On peut, eu égard à ce qui précède, noter que cette décision, d’un point de vue strictement juridique, n’est pas surprenante dans la mesure où le lien de causalité fait effectivement défaut dès lors que c’est suite à des irrégularités flagrantes affectant la procédure de passation que le marché avait été attribué à la société requérante : il s’agit, somme toute, du droit commun de la responsabilité quasi-délictuelle.
Elle peut se comprendre également d’un point de vue pratique, en partant du postulat qu’une entreprise ne peut, en principe, ignorer de telles irrégularités et qu’elle prend donc, en signant le contrat en toute connaissance de cause, un risque dont elle doit assumer les conséquences.
Toutefois, une autre situation, relevée par Bertrand Dacosta dans ses conclusions sous l’arrêt Société Decaux du 10 avril 2008, lorsqu’il évoque le partage de responsabilités, pourrait éventuellement faire débat : « Il est des irrégularités qui sont indécelables par le cocontractant. Supposons qu’un contrat soit déclaré nul en raison d’un vice ayant affecté la délibération autorisant sa passation : il ne serait pas envisageable, a priori, que l’on vienne reprocher son imprudence à l’entrepreneur et que la responsabilité de la collectivité soit atténuée ».
Il y a tout lieu de croire que même dans l’hypothèse, certes peu probable, où la personne publique aurait commis des irrégularités au cours de la procédure de passation qui ne seraient pas décelables par le cocontractant, celui-ci ne pourrait donc pas demander réparation sur le terrain quasi-délictuel en vertu de la jurisprudence Société CEGELEC. Elle pourrait seulement obtenir réparation des dépenses indispensables engagées au titre de l’enrichissement sans cause.

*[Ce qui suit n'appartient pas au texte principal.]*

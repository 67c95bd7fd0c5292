//! Bridge configuration.
//!
//! A `BridgeConfig` describes one embedding of the toolbar bridge: which
//! origin the panel frame is trusted at, how long requests may stay
//! outstanding, cache sizing, and the telemetry opt-in. Loaded from TOML
//! (`flagdeck.toml`) with serde defaults, so an empty file is a valid
//! configuration.

use std::path::Path;

use serde::{Deserialize, Serialize};

use crate::error::ConfigError;
use crate::logging::LogConfig;

/// Default trusted origin of the hosted panel.
pub const DEFAULT_TRUSTED_ORIGIN: &str = "https://panel.flagdeck.dev";

/// Default request timeout in milliseconds.
pub const DEFAULT_REQUEST_TIMEOUT_MS: u64 = 30_000;

/// Default capacity of the content identity cache.
pub const DEFAULT_IDENTITY_CACHE_CAPACITY: usize = 512;

/// Default environment scope for context-kind fetches.
pub const DEFAULT_ENVIRONMENT_KEY: &str = "production";

/// Log output format.
#[derive(Debug, Clone, Copy, PartialEq, Eq, Serialize, Deserialize, Default)]
#[serde(rename_all = "snake_case")]
pub enum LogFormat {
    /// Human-friendly output for interactive use.
    #[default]
    Pretty,
    /// JSON lines for CI and ops tooling.
    Json,
}

/// Configuration for one bridge embedding.
#[derive(Debug, Clone, Serialize, Deserialize)]
#[serde(default)]
pub struct BridgeConfig {
    /// Exact origin inbound panel messages must match.
    pub trusted_origin: String,

    /// How long a request may stay outstanding before it times out.
    pub request_timeout_ms: u64,

    /// Capacity of the content tier of the identity hasher.
    pub identity_cache_capacity: usize,

    /// Opt-in for forwarding account/member identifiers to the
    /// telemetry-identity collaborator on authentication.
    pub enhanced_identification: bool,

    /// Environment scope for context-kind fetches.
    pub environment_key: String,

    /// Logging configuration.
    pub log: LogConfig,
}

impl Default for BridgeConfig {
    fn default() -> Self {
        Self {
            trusted_origin: DEFAULT_TRUSTED_ORIGIN.to_string(),
            request_timeout_ms: DEFAULT_REQUEST_TIMEOUT_MS,
            identity_cache_capacity: DEFAULT_IDENTITY_CACHE_CAPACITY,
            enhanced_identification: false,
            environment_key: DEFAULT_ENVIRONMENT_KEY.to_string(),
            log: LogConfig::default(),
        }
    }
}

impl BridgeConfig {
    /// Parse a config from TOML text and validate it.
    pub fn from_toml_str(text: &str) -> Result<Self, ConfigError> {
        let config: Self =
            toml::from_str(text).map_err(|err| ConfigError::ParseFailed(err.to_string()))?;
        config.validate()?;
        Ok(config)
    }

    /// Load a config file from disk and validate it.
    pub fn load_from_path(path: &Path) -> Result<Self, ConfigError> {
        if !path.exists() {
            return Err(ConfigError::FileNotFound(path.display().to_string()));
        }
        let text = std::fs::read_to_string(path)
            .map_err(|err| ConfigError::ReadFailed(path.display().to_string(), err.to_string()))?;
        Self::from_toml_str(&text)
    }

    /// Check invariants that serde defaults cannot express.
    pub fn validate(&self) -> Result<(), ConfigError> {
        if self.trusted_origin.trim().is_empty() {
            return Err(ConfigError::ValidationError(
                "trusted_origin must not be empty".to_string(),
            ));
        }
        if !self.trusted_origin.contains("://") {
            return Err(ConfigError::ValidationError(format!(
                "trusted_origin must include a scheme: {}",
                self.trusted_origin
            )));
        }
        if self.trusted_origin.ends_with('/') {
            return Err(ConfigError::ValidationError(
                "trusted_origin must be a bare origin with no trailing slash".to_string(),
            ));
        }
        if self.request_timeout_ms == 0 {
            return Err(ConfigError::ValidationError(
                "request_timeout_ms must be at least 1".to_string(),
            ));
        }
        if self.identity_cache_capacity == 0 {
            return Err(ConfigError::ValidationError(
                "identity_cache_capacity must be at least 1".to_string(),
            ));
        }
        if self.environment_key.trim().is_empty() {
            return Err(ConfigError::ValidationError(
                "environment_key must not be empty".to_string(),
            ));
        }
        Ok(())
    }

    /// The request timeout as a [`std::time::Duration`].
    #[must_use]
    pub const fn request_timeout(&self) -> std::time::Duration {
        std::time::Duration::from_millis(self.request_timeout_ms)
    }
}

Comme le rapporteur public le concluait, la solution qu’il proposait dans l’affaire Société Decaux permettait de « concilier la nécessité de tirer toutes les conséquences juridiques de l’annulation d’un contrat et celle de régler le sort des parties dans le sens le plus conforme à l’équité ». Si la solution de l’arrêt Société CEGELEC permet de gagner en clarté juridique, elle soulève quelques interrogations du point de vue de l’équité des parties au contrat annulé.